濃紺と銀色ー9


「どういうとこ? おいしいとこ」



「……説明不親切ってよく言われない?」



「だって今ちんたら説明してたら本当に溶けちゃうじゃん、アイス」



 ぐるぐるはまだ収まらない。それを悟られたくなくて、私はアイスにかじりつく。あとふた口でたぶん食べ終わる。



「おれ、さっき願い事したんだ。星に願いをってやつ」



「……へ?」



 言われた言葉があまりにも突拍子なくて、アイスをかじる手を止めて、私は思わず問い返した。



「なんだよ、今日は一応なんちゃら流星群を見るための会だったろー」



「あー、そうだったっけ……?」



 天体観測とは聞いていたけれど、実際に流星が来るとかいう理由があったことは知らなかった。
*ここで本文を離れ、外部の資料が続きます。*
//! CLI commands for apkforge
//!
//! Each command loads the project configuration, drives one part of the
//! pipeline and reports to the terminal.

use std::path::{Path, PathBuf};

use anyhow::{anyhow, bail, Context, Result};
use apkforge_build_engine::{standard, ProjectLayout};
use apkforge_core::{BuildCallback, PipelineConfig, SharedArtifacts, ToolchainConfig};
use apkforge_dependency_resolver::{DependencyCoordinate, DependencyResolver, Resolution};
use tracing::{info, warn};

/// Prints streamed pipeline output to the terminal
#[derive(Debug, Default)]
pub struct ConsoleCallback;

impl BuildCallback for ConsoleCallback {
    fn on_log(&self, line: &str) {
        println!("{}", line);
    }

    fn on_success(&self, artifact: &str) {
        println!("BUILD SUCCESSFUL: {}", artifact);
    }

    fn on_failure(&self, message: &str) {
        eprintln!("BUILD FAILED: {}", message);
    }
}

/// Load the project configuration, detecting the toolchain from the SDK
/// when the configured `android.jar` does not exist
pub async fn load_config(project_path: &Path) -> Result<PipelineConfig> {
    let mut config = PipelineConfig::load(project_path)
        .await
        .with_context(|| format!("Failed to load configuration for {}", project_path.display()))?;

    if !config.toolchain.android_jar.is_file() {
        match config.get_sdk_path() {
            Some(sdk) => {
                info!("Detecting toolchain in {:?}", sdk);
                config.toolchain = ToolchainConfig::detect(&sdk, config.sdk.target_sdk)
                    .with_context(|| format!("Failed to detect the toolchain in {}", sdk.display()))?;
            }
            None => warn!("No Android SDK found, using configured tool paths as-is"),
        }
    }

    Ok(config)
}

/// Build command options
pub struct BuildCommand {
    pub project_path: PathBuf,
    pub module: String,
}

impl BuildCommand {
    /// Run the standard pipeline; returns the final APK path
    pub async fn execute(&self) -> Result<PathBuf> {
        info!("Building project: {:?}", self.project_path);

        let config = load_config(&self.project_path).await?;
        let layout = ProjectLayout::new(&self.project_path).with_module(&self.module);
        let mut pipeline = standard(&config, &layout).context("Failed to assemble the build pipeline")?;

        let result = pipeline.execute(Some(&ConsoleCallback)).await;
        if !result.success {
            bail!("Build failed:\n{}", result.output);
        }

        info!("Build successful: {:?}", layout.output_apk());
        Ok(layout.output_apk())
    }
}

/// Resolve command options
pub struct ResolveCommand {
    pub project_path: PathBuf,
    pub json: bool,
}

impl ResolveCommand {
    /// Resolve the project's declarations and print the result
    pub async fn execute(&self) -> Result<Resolution> {
        let config = PipelineConfig::load(&self.project_path).await?;
        let layout = ProjectLayout::new(&self.project_path);
        let resolver = DependencyResolver::new(layout.dependency_file(), &config.resolver, SharedArtifacts::new())?;

        let resolution = resolver
            .resolve_declarations(Some(&ConsoleCallback))
            .await
            .with_context(|| format!("Failed to resolve {}", resolver.declarations().display()))?;

        if self.json {
            println!("{}", serde_json::to_string_pretty(&resolution_json(&resolution))?);
        } else {
            println!("{}", resolution.classpath_string());
        }
        Ok(resolution)
    }
}

/// Resolved artifacts as a JSON array of `{coordinate, extension, file}`
pub fn resolution_json(resolution: &Resolution) -> serde_json::Value {
    resolution
        .artifacts
        .iter()
        .map(|artifact| {
            serde_json::json!({
                "coordinate": artifact.coordinate.canonical(),
                "extension": artifact.extension(),
                "file": artifact.file,
            })
        })
        .collect()
}

/// Update check options
pub struct CheckUpdateCommand {
    pub project_path: PathBuf,
    pub coordinate: String,
}

impl CheckUpdateCommand {
    /// Returns the newer version, if the repositories know one
    pub async fn execute(&self) -> Result<Option<String>> {
        let coordinate = DependencyCoordinate::parse(&self.coordinate)
            .ok_or_else(|| anyhow!("Invalid coordinate '{}', expected group:artifact:version", self.coordinate))?;

        let config = PipelineConfig::load(&self.project_path).await?;
        let layout = ProjectLayout::new(&self.project_path);
        let resolver = DependencyResolver::new(layout.dependency_file(), &config.resolver, SharedArtifacts::new())?;

        let newer = resolver.check_for_update(&coordinate).await;
        match &newer {
            Some(version) => println!("{}:{} {} -> {}", coordinate.group, coordinate.artifact, coordinate.version, version),
            None => println!("No update for {}", coordinate),
        }
        Ok(newer)
    }
}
そう言うと「星野、ほんとロマンない」と陽太は小さく笑った。



「流星群ってことは大量に星が流れるわけだろ。だったら、数打てば当たるかなと思って。だからめっちゃ祈ってた。こっそり。実は」



「そんなに必死になって叶えたいことあるんだ。意外」



「あるよ。だからさっき」



――王様にもなれたし、当たりも引けた。人生で初めて。